The Court is required to dismiss an action "[w]henever it appears
by suggestion of the parties or otherwise that the court lacks
jurisdiction of the subject matter." Fed.R.Civ.P. 12(h). Upon
consideration of the parties' submissions and the entire record,
the Court finds that it lacks subject matter jurisdiction and
therefore will deny plaintiff's motion for an enlargement of
time, grant defendants' Rule 12(b)(1) motion, and dismiss the
I. FACTUAL BACKGROUND
Plaintiff's plight, recounted in his 67-page amended complaint
[Dkt. No. 17 (Attachment)], began in 1995 when he was based in
Germany. He alleges that "a woman who later identified herself as
a member of the Central Intelligence Agency . . . asked [him] to
participate in a `clinical research study . . . concern[ing] the
use of ?human growth hormone in sustained use over a period of
12 months." Compl. at 8 ¶¶ 31-2. He agreed to participate in the
program, "which consisted of a waiver of informed consent" and
involved the placement of a "small time release rod" in
plaintiff's right arm. Id. ¶ 33. The program was "considered
CLASSIFIED [and] was not to be discussed with any other person
other than those predesignated by project staff." Id. ¶ 34. It
"was `active' about the first week of November 1995." Id. ¶ 35.

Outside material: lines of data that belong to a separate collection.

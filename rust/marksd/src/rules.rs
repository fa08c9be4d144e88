use serde::Serialize;

use crate::config::{RuleConfig, TerminalConfig};

/// Scoring constraints for one subject, derived from its display name.
#[derive(Debug, Clone, Copy, PartialEq, Eq, Serialize)]
#[serde(rename_all = "camelCase")]
pub struct SubjectRule {
    pub is_drawing: bool,
    pub external_max: u32,
    pub internal_max: u32,
    pub internal_allowed: bool,
}

impl SubjectRule {
    /// Highest obtainable total for the subject.
    pub fn full_marks(&self) -> u32 {
        if self.internal_allowed {
            self.external_max + self.internal_max
        } else {
            self.external_max
        }
    }
}

pub fn is_drawing_subject(subject_name: Option<&str>, cfg: &RuleConfig) -> bool {
    subject_name
        .map(|s| s.trim().to_lowercase())
        .is_some_and(|s| s.contains(cfg.drawing_keyword.as_str()))
}

pub fn resolve_subject_rule(subject_name: Option<&str>, cfg: &RuleConfig) -> SubjectRule {
    if is_drawing_subject(subject_name, cfg) {
        SubjectRule {
            is_drawing: true,
            external_max: cfg.drawing_external_max,
            internal_max: cfg.internal_max,
            internal_allowed: false,
        }
    } else {
        SubjectRule {
            is_drawing: false,
            external_max: cfg.regular_external_max,
            internal_max: cfg.internal_max,
            internal_allowed: true,
        }
    }
}

/// Maps terminal input onto its canonical name via the alias table.
/// Unknown values pass through trimmed.
pub fn normalize_terminal(raw: &str, cfg: &TerminalConfig) -> String {
    let trimmed = raw.trim();
    match cfg.aliases.get(&trimmed.to_lowercase()) {
        Some(canonical) => canonical.clone(),
        None => trimmed.to_string(),
    }
}
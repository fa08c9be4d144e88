use crate::config::{EngineConfig, RuleConfig, TerminalConfig};
use crate::ipc::error::{err, ok};
use crate::ipc::types::{AppState, Request};
use serde_json::{json, Map, Value};
use std::collections::BTreeMap;

fn parse_u32_range(v: &Value, key: &str, min: u32, max: u32) -> Result<u32, String> {
    let n = v
        .as_u64()
        .ok_or_else(|| format!("{} must be a non-negative integer", key))?;
    if !(u64::from(min)..=u64::from(max)).contains(&n) {
        return Err(format!("{} must be in {}..={}", key, min, max));
    }
    Ok(n as u32)
}

fn parse_string_max(v: &Value, key: &str, max_len: usize) -> Result<String, String> {
    let s = v.as_str().ok_or_else(|| format!("{} must be string", key))?;
    let s = s.trim();
    if s.is_empty() || s.len() > max_len {
        return Err(format!("{} length must be 1..={}", key, max_len));
    }
    Ok(s.to_string())
}

fn parse_aliases(v: &Value) -> Result<BTreeMap<String, String>, String> {
    let obj = v
        .as_object()
        .ok_or_else(|| "terminals.aliases must be an object".to_string())?;
    let mut out = BTreeMap::new();
    for (alias, canonical) in obj {
        let canonical = parse_string_max(canonical, alias, 32)?;
        out.insert(alias.clone(), canonical);
    }
    Ok(out)
}

fn section<'a>(v: &'a Value, key: &str) -> Result<&'a Map<String, Value>, String> {
    v.as_object().ok_or_else(|| format!("{} must be an object", key))
}

fn merge_rules_patch(rules: &mut RuleConfig, patch: &Map<String, Value>) -> Result<(), String> {
    for (k, v) in patch {
        match k.as_str() {
            "drawing_keyword" => {
                rules.drawing_keyword = parse_string_max(v, k, 32)?;
            }
            "regular_external_max" => {
                rules.regular_external_max = parse_u32_range(v, k, 1, 1000)?;
            }
            "drawing_external_max" => {
                rules.drawing_external_max = parse_u32_range(v, k, 1, 1000)?;
            }
            "internal_max" => {
                rules.internal_max = parse_u32_range(v, k, 1, 1000)?;
            }
            _ => return Err(format!("unknown config field: rules.{}", k)),
        }
    }
    Ok(())
}

fn merge_terminals_patch(
    terminals: &mut TerminalConfig,
    patch: &Map<String, Value>,
) -> Result<(), String> {
    for (k, v) in patch {
        match k.as_str() {
            "aliases" => terminals.aliases = parse_aliases(v)?,
            _ => return Err(format!("unknown config field: terminals.{}", k)),
        }
    }
    Ok(())
}

/// Merges a patch shaped like `config.get`'s `config` object, key by key.
fn merge_config_patch(
    current: &mut EngineConfig,
    patch: &Map<String, Value>,
) -> Result<(), String> {
    for (k, v) in patch {
        match k.as_str() {
            "rules" => merge_rules_patch(&mut current.rules, section(v, k)?)?,
            "terminals" => merge_terminals_patch(&mut current.terminals, section(v, k)?)?,
            _ => return Err(format!("unknown config field: {}", k)),
        }
    }
    current.normalize();
    current.validate().map_err(|e| e.to_string())
}

fn handle_config_get(state: &mut AppState, req: &Request) -> serde_json::Value {
    ok(&req.id, json!({ "config": state.config }))
}

fn handle_config_update(state: &mut AppState, req: &Request) -> serde_json::Value {
    let Some(patch_obj) = req.params.get("patch").and_then(|v| v.as_object()) else {
        return err(&req.id, "bad_params", "patch must be an object", None);
    };

    // Work on a copy so a bad patch leaves the live config untouched.
    let mut next = state.config.clone();
    if let Err(msg) = merge_config_patch(&mut next, patch_obj) {
        return err(&req.id, "bad_params", msg, None);
    }
    tracing::info!(
        regular_external_max = next.rules.regular_external_max,
        drawing_external_max = next.rules.drawing_external_max,
        internal_max = next.rules.internal_max,
        "engine config updated"
    );
    state.config = next;
    ok(&req.id, json!({ "config": state.config }))
}

pub fn try_handle(state: &mut AppState, req: &Request) -> Option<serde_json::Value> {
    match req.method.as_str() {
        "config.get" => Some(handle_config_get(state, req)),
        "config.update" => Some(handle_config_update(state, req)),
        _ => None,
    }
}
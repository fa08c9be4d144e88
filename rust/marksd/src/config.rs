use serde::{Deserialize, Serialize};
use std::collections::BTreeMap;
use std::path::Path;

use crate::error::{MarksError, Result};

const CAP_MIN: u32 = 1;
const CAP_MAX: u32 = 1000;
const KEYWORD_MAX_LEN: usize = 32;

#[derive(Debug, Clone, Default, PartialEq, Serialize, Deserialize)]
#[serde(default)]
pub struct EngineConfig {
    pub rules: RuleConfig,
    pub terminals: TerminalConfig,
}

/// Caps applied by the subject rule resolver.
#[derive(Debug, Clone, PartialEq, Serialize, Deserialize)]
#[serde(default)]
pub struct RuleConfig {
    /// Case-insensitive substring that marks a subject as a Drawing subject.
    pub drawing_keyword: String,
    pub regular_external_max: u32,
    pub drawing_external_max: u32,
    pub internal_max: u32,
}

impl Default for RuleConfig {
    fn default() -> Self {
        Self {
            drawing_keyword: "drawing".to_string(),
            regular_external_max: 80,
            drawing_external_max: 50,
            internal_max: 20,
        }
    }
}

#[derive(Debug, Clone, PartialEq, Serialize, Deserialize)]
#[serde(default)]
pub struct TerminalConfig {
    /// Lowercase alias -> canonical terminal name.
    pub aliases: BTreeMap<String, String>,
}

impl Default for TerminalConfig {
    fn default() -> Self {
        let aliases = [
            ("first", "First"),
            ("second", "Second"),
            ("third", "Third"),
            ("annual", "Annual"),
            ("final", "Annual"),
        ]
        .into_iter()
        .map(|(k, v)| (k.to_string(), v.to_string()))
        .collect();
        Self { aliases }
    }
}

impl EngineConfig {
    pub fn from_toml_str(raw: &str) -> Result<Self> {
        let mut cfg: EngineConfig = toml::from_str(raw).map_err(|e| MarksError::Config {
            message: e.to_string(),
        })?;
        cfg.normalize();
        cfg.validate()?;
        Ok(cfg)
    }

    pub fn load(path: &Path) -> Result<Self> {
        let raw = std::fs::read_to_string(path).map_err(|e| MarksError::Config {
            message: format!("failed to read {}: {}", path.display(), e),
        })?;
        Self::from_toml_str(&raw)
    }

    /// Lowercases the keyword and alias keys; trims alias values.
    pub fn normalize(&mut self) {
        self.rules.drawing_keyword = self.rules.drawing_keyword.trim().to_lowercase();
        self.terminals.aliases = std::mem::take(&mut self.terminals.aliases)
            .into_iter()
            .map(|(k, v)| (k.trim().to_lowercase(), v.trim().to_string()))
            .collect();
    }

    pub fn validate(&self) -> Result<()> {
        let keyword = &self.rules.drawing_keyword;
        if keyword.is_empty() || keyword.len() > KEYWORD_MAX_LEN {
            return Err(MarksError::Config {
                message: format!(
                    "drawing_keyword must be 1..={} characters",
                    KEYWORD_MAX_LEN
                ),
            });
        }
        for (field, cap) in [
            ("regular_external_max", self.rules.regular_external_max),
            ("drawing_external_max", self.rules.drawing_external_max),
            ("internal_max", self.rules.internal_max),
        ] {
            if !(CAP_MIN..=CAP_MAX).contains(&cap) {
                return Err(MarksError::Config {
                    message: format!("{} must be in {}..={}", field, CAP_MIN, CAP_MAX),
                });
            }
        }
        for (alias, canonical) in &self.terminals.aliases {
            if alias.is_empty() || canonical.is_empty() {
                return Err(MarksError::Config {
                    message: "terminal aliases must not be blank".to_string(),
                });
            }
        }
        Ok(())
    }
}

#[cfg(test)]
mod tests {
    use super::*;

    #[test]
    fn defaults_match_school_rules() {
        let cfg = EngineConfig::default();
        assert_eq!(cfg.rules.regular_external_max, 80);
        assert_eq!(cfg.rules.drawing_external_max, 50);
        assert_eq!(cfg.rules.internal_max, 20);
        assert_eq!(cfg.terminals.aliases.get("final").map(String::as_str), Some("Annual"));
        assert!(cfg.validate().is_ok());
    }

    #[test]
    fn partial_toml_keeps_defaults() {
        let cfg = EngineConfig::from_toml_str(
            r#"
            [rules]
            regular_external_max = 75

            [terminals.aliases]
            " Mid " = "Second"
            "#,
        )
        .expect("parse config");
        assert_eq!(cfg.rules.regular_external_max, 75);
        assert_eq!(cfg.rules.drawing_keyword, "drawing");
        assert_eq!(cfg.terminals.aliases.get("mid").map(String::as_str), Some("Second"));
        // Replacing the alias table drops the built-in aliases.
        assert!(!cfg.terminals.aliases.contains_key("final"));
    }

    #[test]
    fn rejects_out_of_range_caps() {
        let err = EngineConfig::from_toml_str("[rules]\ninternal_max = 0\n").unwrap_err();
        assert!(err.to_string().contains("internal_max"));
    }

    #[test]
    fn rejects_blank_keyword() {
        let err = EngineConfig::from_toml_str("[rules]\ndrawing_keyword = \"  \"\n").unwrap_err();
        assert!(matches!(err, MarksError::Config { .. }));
    }
}
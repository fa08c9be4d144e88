mod backend;
mod config;
mod error;
mod ipc;
mod logger;
mod marks;
mod rules;

use clap::Parser;
use std::io::{self, BufRead, Write};
use std::path::PathBuf;

#[derive(Debug, Parser)]
#[command(name = "marksd", version)]
#[command(about = "Marks rule engine sidecar speaking line-delimited JSON on stdin/stdout")]
struct Cli {
    /// Engine configuration file (TOML).
    #[arg(long, env = "MARKSD_CONFIG")]
    config: Option<PathBuf>,

    #[arg(long, short)]
    verbose: bool,
}

fn load_config(path: Option<&PathBuf>) -> anyhow::Result<config::EngineConfig> {
    let Some(path) = path else {
        return Ok(config::EngineConfig::default());
    };
    let cfg = config::EngineConfig::load(path)?;
    tracing::info!(path = %path.display(), "loaded engine config");
    Ok(cfg)
}

fn main() -> anyhow::Result<()> {
    let cli = Cli::parse();
    logger::init(cli.verbose);

    let cfg = load_config(cli.config.as_ref())?;
    let mut state = ipc::AppState::new(cfg);

    let stdin = io::stdin();
    let mut stdout = io::stdout();
    tracing::info!(version = env!("CARGO_PKG_VERSION"), "marksd ready");

    for line in stdin.lock().lines() {
        let line = match line {
            Ok(v) => v,
            Err(e) => {
                tracing::warn!(error = %e, "stdin closed");
                break;
            }
        };
        if line.trim().is_empty() {
            continue;
        }

        let req: ipc::Request = match serde_json::from_str(&line) {
            Ok(v) => v,
            Err(e) => {
                // Can't reply without id.
                tracing::warn!(error = %e, "malformed request line");
                let resp = serde_json::json!({
                    "ok": false,
                    "error": { "code": "bad_json", "message": e.to_string() }
                });
                let _ = writeln!(stdout, "{}", resp);
                let _ = stdout.flush();
                continue;
            }
        };

        let resp = ipc::handle_request(&mut state, req);
        let _ = writeln!(stdout, "{}", resp);
        let _ = stdout.flush();
    }

    tracing::info!("marksd exiting");
    Ok(())
}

Between November 1995 and January 1996, plaintiff prepared for
deployment to Bosnia without any known medical problems. Id. ¶
36. In May 1996, plaintiff noticed physical changes to his body
while on leave in the United States. When he returned to service
in Hungary, he saw an Army doctor for "acne vulgaris." Id. ¶
43. After being prescribed Accutane in June 1996, plaintiff
alleges that as a side effect of the drug, he became
hypersensitive to sunlight and suffered sunburn. Id. ¶ 45. In December 1996, plaintiff sought
treatment for migraine headaches and photosensitivity. ¶ 47. In
February 1997, plaintiff was treated for overexposure to light
and a migraine headache. ¶ 49. Thereafter, plaintiff continued to
seek and receive medical treatment for a number of ailments.
Id. ¶¶ 50-57. He alleges that he was prescribed "powerful"
controlled substances. Id. ¶ 52. By September 1997, plaintiff
alleges that he was prescribed a number of medications and
experienced adverse behavioral changes about which he warned the
individuals defendants. Id. ¶¶ 57-68.
At some unspecified time, plaintiff alleges that he "placed a
phonecall [sic] to his `contact' in the Central Intelligence
Agency who stated that PFC B and any other person who knew about
the `agreement' was a liability, and accordingly, the Plaintiff
should murder PFC B according to the `reversion clause' of the
`contract.'" Id. ¶ 110. Apparently, this alleged communication
set in motion the conduct underlying plaintiff's convictions.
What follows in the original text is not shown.